First of all, we can recover, for a given subset $F$ of $V$, the span of $F$: it is the set of all vectors $x$ that are fixed by all $g \in GL(V)$ that already fix all the vectors in $F$. In particular, we can use this to determine which subsets are linear subspace; in particular, we know what the zero vector is, which subsets are are $1$-dimensional linear subspaces and which subsets are linear hyperplanes.

Next, we can determine which subsets are affine subspaces and what their translation vector space is: let $H$ be a linear hyperplane of $V$ : we consider the subgroup of $GL(V)$ consisting of the identity and of the automorphisms that fix all the vectors of $H$ but stabilizes no $1$-dimensional linear subspaces that is not included in $H$ (in short: it is the group of transvections with respect to $H$). Then, the affine hyperplanes that are parallel to $H$ are the orbits of $V \setminus H$ under the action of this subgroup. By writing every affine subspace as an intersection of affine hyperplanes, we understand which subsets are affine subspaces and for each such affine subspace we know what its direction is.
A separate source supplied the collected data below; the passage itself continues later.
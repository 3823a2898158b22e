use serde::{Deserialize, Serialize};
use std::path::PathBuf;

/// The enumerated set of recognized options (§6). Anything not named
/// here is not a supported knob, so the catalog core never grows an
/// implicit config surface.
#[derive(Debug, Clone, Serialize, Deserialize)]
#[serde(default)]
pub struct Config {
    pub media_root: PathBuf,
    pub cache_dir: PathBuf,
    pub database_dir: PathBuf,

    pub index_full_interval_secs: u64,
    pub index_poll_interval_secs: u64,
    pub index_workers: usize,

    pub thumb_sweep_interval_secs: u64,
    pub thumb_workers: usize,
    pub thumb_target_edge: u32,
    pub thumb_encoding: ThumbnailEncoding,

    pub transcode_global_concurrency: usize,
    pub transcode_cache_max_bytes: u64,
    pub transcode_acceleration: Acceleration,

    pub session_window_secs: i64,
    pub session_cleanup_interval_secs: u64,
    pub session_extend_threshold: f64,

    pub memory_limit_bytes: u64,
    pub memory_high_ratio: f64,
    pub memory_critical_ratio: f64,

    pub slow_query_threshold_ms: u64,
    pub volume_map: Vec<VolumeMapEntry>,
}

#[derive(Debug, Clone, Copy, PartialEq, Eq, Serialize, Deserialize)]
#[serde(rename_all = "snake_case")]
pub enum ThumbnailEncoding {
    Png,
    Jpeg,
}

#[derive(Debug, Clone, Copy, PartialEq, Eq, Serialize, Deserialize)]
#[serde(rename_all = "snake_case")]
pub enum Acceleration {
    Auto,
    Nvidia,
    Vaapi,
    Videotoolbox,
    None,
}

#[derive(Debug, Clone, PartialEq, Eq, Serialize, Deserialize)]
pub struct VolumeMapEntry {
    pub prefix: PathBuf,
    pub label: String,
}

impl Default for Config {
    fn default() -> Self {
        Config {
            media_root: PathBuf::from("/media"),
            cache_dir: PathBuf::from("/var/lib/ferrex/cache"),
            database_dir: PathBuf::from("/var/lib/ferrex/db"),

            index_full_interval_secs: 30 * 60,
            index_poll_interval_secs: 30,
            index_workers: 3,

            thumb_sweep_interval_secs: 6 * 60 * 60,
            thumb_workers: default_thumb_workers(),
            thumb_target_edge: 320,
            thumb_encoding: ThumbnailEncoding::Jpeg,

            transcode_global_concurrency: 4,
            transcode_cache_max_bytes: 10 * 1024 * 1024 * 1024,
            transcode_acceleration: Acceleration::Auto,

            session_window_secs: 24 * 60 * 60,
            session_cleanup_interval_secs: 60 * 60,
            session_extend_threshold: 0.10,

            memory_limit_bytes: 2 * 1024 * 1024 * 1024,
            memory_high_ratio: 0.75,
            memory_critical_ratio: 0.90,

            slow_query_threshold_ms: 200,
            volume_map: Vec::new(),
        }
    }
}

fn default_thumb_workers() -> usize {
    let cpus = std::thread::available_parallelism()
        .map(|n| n.get())
        .unwrap_or(4);
    ((cpus as f64 * 1.5) as usize).clamp(1, 6)
}
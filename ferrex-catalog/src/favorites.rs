use ferrex_model::{unix_now, Favorite, MediaKind};

use crate::error::{Result, StorageError};
use crate::store::CatalogStore;

impl CatalogStore {
    /// Adds `path` to favorites. Idempotent: favoriting an already
    /// favorited path refreshes nothing and returns success.
    pub async fn add_favorite(&self, path: &str, name: &str, kind: MediaKind) -> Result<()> {
        self.timed("favorites.add", || {
            sqlx::query(
                "INSERT OR IGNORE INTO favorites (path, name, kind, added_at)
                 VALUES (?, ?, ?, ?)",
            )
            .bind(path)
            .bind(name)
            .bind(kind.as_str())
            .bind(unix_now())
            .execute(&self.pool)
        })
        .await?;
        Ok(())
    }

    /// Removes `path` from favorites. A no-op if it was not favorited.
    pub async fn remove_favorite(&self, path: &str) -> Result<()> {
        self.timed("favorites.remove", || {
            sqlx::query("DELETE FROM favorites WHERE path = ?")
                .bind(path)
                .execute(&self.pool)
        })
        .await?;
        Ok(())
    }

    /// Adds every entry in `entries` as a favorite in one transaction.
    pub async fn add_favorites_bulk(&self, entries: &[(String, String, MediaKind)]) -> Result<()> {
        self.timed("favorites.add_bulk", || async {
            let mut tx = self.pool.begin().await?;
            let now = unix_now();
            for (path, name, kind) in entries {
                sqlx::query(
                    "INSERT OR IGNORE INTO favorites (path, name, kind, added_at)
                     VALUES (?, ?, ?, ?)",
                )
                .bind(path)
                .bind(name)
                .bind(kind.as_str())
                .bind(now)
                .execute(&mut *tx)
                .await?;
            }
            tx.commit().await?;
            Ok(())
        })
        .await
    }

    pub async fn is_favorite(&self, path: &str) -> Result<bool> {
        use sqlx::Row;
        let row = self
            .timed("favorites.is_favorite", || {
                sqlx::query("SELECT COUNT(*) AS count FROM favorites WHERE path = ?")
                    .bind(path)
                    .fetch_one(&self.pool)
            })
            .await?;
        Ok(row.try_get::<i64, _>("count")? > 0)
    }

    /// Lists favorites ordered by most recently added first.
    pub async fn list_favorites(&self) -> Result<Vec<Favorite>> {
        use sqlx::Row;
        let rows = self
            .timed("favorites.list", || {
                sqlx::query(
                    "SELECT path, name, kind, added_at FROM favorites ORDER BY added_at DESC",
                )
                .fetch_all(&self.pool)
            })
            .await?;
        rows.into_iter()
            .map(|row| {
                Ok(Favorite {
                    path: row.try_get("path")?,
                    name: row.try_get("name")?,
                    kind: row
                        .try_get::<String, _>("kind")?
                        .parse::<MediaKind>()
                        .map_err(StorageError::Storage)?,
                    added_at: row.try_get("added_at")?,
                })
            })
            .collect()
    }

    pub async fn favorite_count(&self) -> Result<u64> {
        use sqlx::Row;
        let row = self
            .timed("favorites.count", || {
                sqlx::query("SELECT COUNT(*) AS count FROM favorites").fetch_one(&self.pool)
            })
            .await?;
        Ok(row.try_get::<i64, _>("count")? as u64)
    }
}

#[cfg(test)]
mod tests {
    use std::sync::Arc;

    use ferrex_contracts::NullObserver;

    use super::*;

    async fn store() -> CatalogStore {
        CatalogStore::open_in_memory(Arc::new(NullObserver::default()))
            .await
            .unwrap()
    }

    #[tokio::test]
    async fn add_favorite_is_idempotent() {
        let store = store().await;
        store
            .add_favorite("a.jpg", "a.jpg", MediaKind::Image)
            .await
            .unwrap();
        store
            .add_favorite("a.jpg", "a.jpg", MediaKind::Image)
            .await
            .unwrap();
        assert_eq!(store.favorite_count().await.unwrap(), 1);
    }

    #[tokio::test]
    async fn remove_favorite_never_added_is_noop() {
        let store = store().await;
        store.remove_favorite("missing.jpg").await.unwrap();
    }

    #[tokio::test]
    async fn is_favorite_reflects_current_state() {
        let store = store().await;
        assert!(!store.is_favorite("a.jpg").await.unwrap());
        store
            .add_favorite("a.jpg", "a.jpg", MediaKind::Image)
            .await
            .unwrap();
        assert!(store.is_favorite("a.jpg").await.unwrap());
        store.remove_favorite("a.jpg").await.unwrap();
        assert!(!store.is_favorite("a.jpg").await.unwrap());
    }

    #[tokio::test]
    async fn list_favorites_orders_most_recent_first() {
        let store = store().await;
        store
            .add_favorites_bulk(&[
                ("a.jpg".to_string(), "a.jpg".to_string(), MediaKind::Image),
                ("b.jpg".to_string(), "b.jpg".to_string(), MediaKind::Image),
            ])
            .await
            .unwrap();
        let favorites = store.list_favorites().await.unwrap();
        assert_eq!(favorites.len(), 2);
    }
}
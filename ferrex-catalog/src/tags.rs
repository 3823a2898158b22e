use ferrex_model::{normalize_tag_name, FileEntry, MediaKind, Tag, TagWithCount};

use crate::error::{Result, StorageError};
use crate::store::CatalogStore;

impl CatalogStore {
    /// Adds `tag` to `path`, creating the tag row if it does not already
    /// exist. Idempotent: re-adding an existing tag is a no-op success.
    pub async fn add_tag(&self, path: &str, tag: &str) -> Result<()> {
        let name = normalize_tag_name(tag);
        if name.is_empty() {
            return Err(StorageError::Validation("tag name is empty".to_string()));
        }
        self.timed("tags.add_tag", || async {
            let mut tx = self.pool.begin().await?;
            let tag_id = Self::ensure_tag_in_tx(&mut tx, &name).await?;
            sqlx::query(
                "INSERT OR IGNORE INTO file_tags (file_path, tag_id) VALUES (?, ?)",
            )
            .bind(path)
            .bind(tag_id)
            .execute(&mut *tx)
            .await?;
            tx.commit().await?;
            Ok(())
        })
        .await
    }

    /// Removes `tag` from `path`. Removing a tag that was never applied
    /// is a no-op success.
    pub async fn remove_tag(&self, path: &str, tag: &str) -> Result<()> {
        let name = normalize_tag_name(tag);
        self.timed("tags.remove_tag", || {
            sqlx::query(
                "DELETE FROM file_tags
                 WHERE file_path = ? AND tag_id = (SELECT id FROM tags WHERE name = ?)",
            )
            .bind(path)
            .bind(&name)
            .execute(&self.pool)
        })
        .await?;
        Ok(())
    }

    /// Replaces the full tag set on `path` with exactly `tags`.
    pub async fn set_tags(&self, path: &str, tags: &[String]) -> Result<()> {
        self.timed("tags.set_tags", || async {
            let mut tx = self.pool.begin().await?;
            sqlx::query("DELETE FROM file_tags WHERE file_path = ?")
                .bind(path)
                .execute(&mut *tx)
                .await?;
            for tag in tags {
                let name = normalize_tag_name(tag);
                if name.is_empty() {
                    continue;
                }
                let tag_id = Self::ensure_tag_in_tx(&mut tx, &name).await?;
                sqlx::query("INSERT OR IGNORE INTO file_tags (file_path, tag_id) VALUES (?, ?)")
                    .bind(path)
                    .bind(tag_id)
                    .execute(&mut *tx)
                    .await?;
            }
            tx.commit().await?;
            Ok(())
        })
        .await
    }

    /// Applies `add_names` and removes `remove_names` on every path in
    /// `paths`, in a single transaction. A name present in both lists is
    /// added: adds are applied after removes.
    pub async fn batch_apply_tags(
        &self,
        paths: &[String],
        add_names: &[String],
        remove_names: &[String],
    ) -> Result<()> {
        self.timed("tags.batch_apply_tags", || async {
            let mut tx = self.pool.begin().await?;

            let mut remove_ids = Vec::with_capacity(remove_names.len());
            for tag in remove_names {
                let name = normalize_tag_name(tag);
                if name.is_empty() {
                    continue;
                }
                use sqlx::Row;
                let id: Option<i64> = sqlx::query("SELECT id FROM tags WHERE name = ?")
                    .bind(&name)
                    .fetch_optional(&mut *tx)
                    .await?
                    .map(|row| row.try_get("id"))
                    .transpose()?;
                if let Some(id) = id {
                    remove_ids.push(id);
                }
            }
            for path in paths {
                for tag_id in &remove_ids {
                    sqlx::query("DELETE FROM file_tags WHERE file_path = ? AND tag_id = ?")
                        .bind(path)
                        .bind(tag_id)
                        .execute(&mut *tx)
                        .await?;
                }
            }

            let mut add_ids = Vec::with_capacity(add_names.len());
            for tag in add_names {
                let name = normalize_tag_name(tag);
                if name.is_empty() {
                    continue;
                }
                add_ids.push(Self::ensure_tag_in_tx(&mut tx, &name).await?);
            }
            for path in paths {
                for tag_id in &add_ids {
                    sqlx::query(
                        "INSERT OR IGNORE INTO file_tags (file_path, tag_id) VALUES (?, ?)",
                    )
                    .bind(path)
                    .bind(tag_id)
                    .execute(&mut *tx)
                    .await?;
                }
            }

            tx.commit().await?;
            Ok(())
        })
        .await
    }

    async fn ensure_tag_in_tx(
        tx: &mut sqlx::Transaction<'_, sqlx::Sqlite>,
        name: &str,
    ) -> Result<i64> {
        sqlx::query("INSERT OR IGNORE INTO tags (name) VALUES (?)")
            .bind(name)
            .execute(&mut **tx)
            .await?;
        use sqlx::Row;
        let row = sqlx::query("SELECT id FROM tags WHERE name = ?")
            .bind(name)
            .fetch_one(&mut **tx)
            .await?;
        Ok(row.try_get("id")?)
    }

    /// Lists every tag in use, with its usage count, ordered by name.
    pub async fn list_tags(&self) -> Result<Vec<TagWithCount>> {
        use sqlx::Row;
        let rows = self
            .timed("tags.list_tags", || {
                sqlx::query(
                    "SELECT t.name AS name, COUNT(ft.file_path) AS count
                     FROM tags t LEFT JOIN file_tags ft ON ft.tag_id = t.id
                     GROUP BY t.id ORDER BY t.name ASC",
                )
                .fetch_all(&self.pool)
            })
            .await?;
        rows.into_iter()
            .map(|row| {
                Ok(TagWithCount {
                    name: row.try_get("name")?,
                    count: row.try_get::<i64, _>("count")? as u64,
                })
            })
            .collect()
    }

    /// Lists every file tagged with `tag`, ordered by path.
    pub async fn files_by_tag(&self, tag: &str) -> Result<Vec<FileEntry>> {
        use sqlx::Row;
        let name = normalize_tag_name(tag);
        let rows = self
            .timed("tags.files_by_tag", || {
                sqlx::query(
                    "SELECT f.path, f.name, f.kind, f.size_bytes, f.modified_at, f.indexed_at
                     FROM files f
                     JOIN file_tags ft ON ft.file_path = f.path
                     JOIN tags t ON t.id = ft.tag_id
                     WHERE t.name = ?
                     ORDER BY f.path ASC",
                )
                .bind(&name)
                .fetch_all(&self.pool)
            })
            .await?;
        rows.into_iter()
            .map(|row| {
                Ok(FileEntry {
                    path: row.try_get("path")?,
                    name: row.try_get("name")?,
                    kind: row
                        .try_get::<String, _>("kind")?
                        .parse::<MediaKind>()
                        .map_err(StorageError::Storage)?,
                    size_bytes: row.try_get("size_bytes")?,
                    modified_at: row.try_get("modified_at")?,
                    indexed_at: row.try_get("indexed_at")?,
                })
            })
            .collect()
    }

    /// Renames `from` to `to` everywhere it is applied. If `to` already
    /// exists, files tagged `from` are merged onto the existing tag.
    pub async fn rename_tag_everywhere(&self, from: &str, to: &str) -> Result<()> {
        let from = normalize_tag_name(from);
        let to = normalize_tag_name(to);
        if to.is_empty() {
            return Err(StorageError::Validation("tag name is empty".to_string()));
        }
        self.timed("tags.rename_everywhere", || async {
            let mut tx = self.pool.begin().await?;
            use sqlx::Row;
            let from_id: Option<i64> = sqlx::query("SELECT id FROM tags WHERE name = ?")
                .bind(&from)
                .fetch_optional(&mut *tx)
                .await?
                .map(|row| row.try_get("id"))
                .transpose()?;
            let Some(from_id) = from_id else {
                return Ok(());
            };
            let to_id = Self::ensure_tag_in_tx(&mut tx, &to).await?;
            if from_id == to_id {
                tx.commit().await?;
                return Ok(());
            }
            sqlx::query(
                "INSERT OR IGNORE INTO file_tags (file_path, tag_id)
                 SELECT file_path, ? FROM file_tags WHERE tag_id = ?",
            )
            .bind(to_id)
            .bind(from_id)
            .execute(&mut *tx)
            .await?;
            sqlx::query("DELETE FROM file_tags WHERE tag_id = ?")
                .bind(from_id)
                .execute(&mut *tx)
                .await?;
            sqlx::query("DELETE FROM tags WHERE id = ?")
                .bind(from_id)
                .execute(&mut *tx)
                .await?;
            tx.commit().await?;
            Ok(())
        })
        .await
    }

    /// Deletes `tag` everywhere it is applied, including the tag row.
    pub async fn delete_tag_everywhere(&self, tag: &str) -> Result<()> {
        let name = normalize_tag_name(tag);
        self.timed("tags.delete_everywhere", || {
            sqlx::query("DELETE FROM tags WHERE name = ?")
                .bind(&name)
                .execute(&self.pool)
        })
        .await?;
        Ok(())
    }

    /// Deletes every tag with zero remaining file associations.
    pub async fn delete_unused_tags(&self) -> Result<u64> {
        let result = self
            .timed("tags.delete_unused", || {
                sqlx::query(
                    "DELETE FROM tags WHERE id NOT IN (SELECT DISTINCT tag_id FROM file_tags)",
                )
                .execute(&self.pool)
            })
        .await?;
        Ok(result.rows_affected())
    }
}

#[cfg(test)]
mod tests {
    use std::sync::Arc;

    use ferrex_contracts::NullObserver;
    use ferrex_model::{FileAttrs, MediaKind};

    use super::*;

    async fn store() -> CatalogStore {
        let store = CatalogStore::open_in_memory(Arc::new(NullObserver::default()))
            .await
            .unwrap();
        store
            .upsert(
                "a.jpg",
                FileAttrs {
                    name: "a.jpg".to_string(),
                    kind: MediaKind::Image,
                    size_bytes: 1,
                    modified_at: 1,
                },
            )
            .await
            .unwrap();
        store
    }

    #[tokio::test]
    async fn add_tag_is_idempotent_and_normalizes() {
        let store = store().await;
        store.add_tag("a.jpg", "  Sunset ").await.unwrap();
        store.add_tag("a.jpg", "sunset").await.unwrap();
        let tags = store.list_tags().await.unwrap();
        assert_eq!(tags.len(), 1);
        assert_eq!(tags[0].name, "sunset");
        assert_eq!(tags[0].count, 1);
    }

    #[tokio::test]
    async fn remove_tag_never_applied_is_noop() {
        let store = store().await;
        store.remove_tag("a.jpg", "missing").await.unwrap();
    }

    #[tokio::test]
    async fn set_tags_replaces_full_set() {
        let store = store().await;
        store.add_tag("a.jpg", "old").await.unwrap();
        store
            .set_tags("a.jpg", &["new1".to_string(), "new2".to_string()])
            .await
            .unwrap();
        let files = store.files_by_tag("old").await.unwrap();
        assert!(files.is_empty());
        let files = store.files_by_tag("new1").await.unwrap();
        assert_eq!(files.len(), 1);
    }

    #[tokio::test]
    async fn rename_tag_merges_onto_existing_target() {
        let store = store().await;
        store.add_tag("a.jpg", "old").await.unwrap();
        store.add_tag("a.jpg", "new").await.unwrap();
        store.rename_tag_everywhere("old", "new").await.unwrap();
        let tags = store.list_tags().await.unwrap();
        assert_eq!(tags.len(), 1);
        assert_eq!(tags[0].name, "new");
    }

    #[tokio::test]
    async fn batch_apply_tags_adds_and_removes_together() {
        let store = store().await;
        store
            .upsert(
                "b.jpg",
                FileAttrs {
                    name: "b.jpg".to_string(),
                    kind: MediaKind::Image,
                    size_bytes: 1,
                    modified_at: 1,
                },
            )
            .await
            .unwrap();
        store.add_tag("a.jpg", "stale").await.unwrap();
        store.add_tag("b.jpg", "stale").await.unwrap();

        store
            .batch_apply_tags(
                &["a.jpg".to_string(), "b.jpg".to_string()],
                &["fresh".to_string()],
                &["stale".to_string()],
            )
            .await
            .unwrap();

        let stale_files = store.files_by_tag("stale").await.unwrap();
        assert!(stale_files.is_empty());
        let fresh_files = store.files_by_tag("fresh").await.unwrap();
        assert_eq!(fresh_files.len(), 2);
    }

    #[tokio::test]
    async fn delete_unused_tags_removes_only_orphans() {
        let store = store().await;
        store.add_tag("a.jpg", "used").await.unwrap();
        store.add_tag("a.jpg", "also-used").await.unwrap();
        store.remove_tag("a.jpg", "also-used").await.unwrap();
        let deleted = store.delete_unused_tags().await.unwrap();
        assert_eq!(deleted, 1);
        let tags = store.list_tags().await.unwrap();
        assert_eq!(tags.len(), 1);
        assert_eq!(tags[0].name, "used");
    }
}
From there, we recover addition. First of all, for each vector x, the opposite of $x$ should be $f(x)$ if $f$ is the sole element of the center of $GL(V)$ that satisfies $f^2=id$ and is different from $id_V$, and if no such $f$ exists we have $-x=x$. On the other hand, given non-collinear vectors $x$ and $y$ (non-collinearity is tested by saying that $span(x) \neq span(y)$, $x \neq 0$ and $y \neq 0$), we see that $x+y$ is the sole common point of the affine line that goes through $x$ and is parallel to $span(y)$ and the one that goes through $y$ and is parallel to $span(x)$. Since the addition is associative, we can use this to understand how the addition works on non-zero collinear vectors: given such vectors $x$ and $y$, we choose $z$ that is non-collinear to $x$, and we compute $x+y=((x+z)+y)+(-z)$.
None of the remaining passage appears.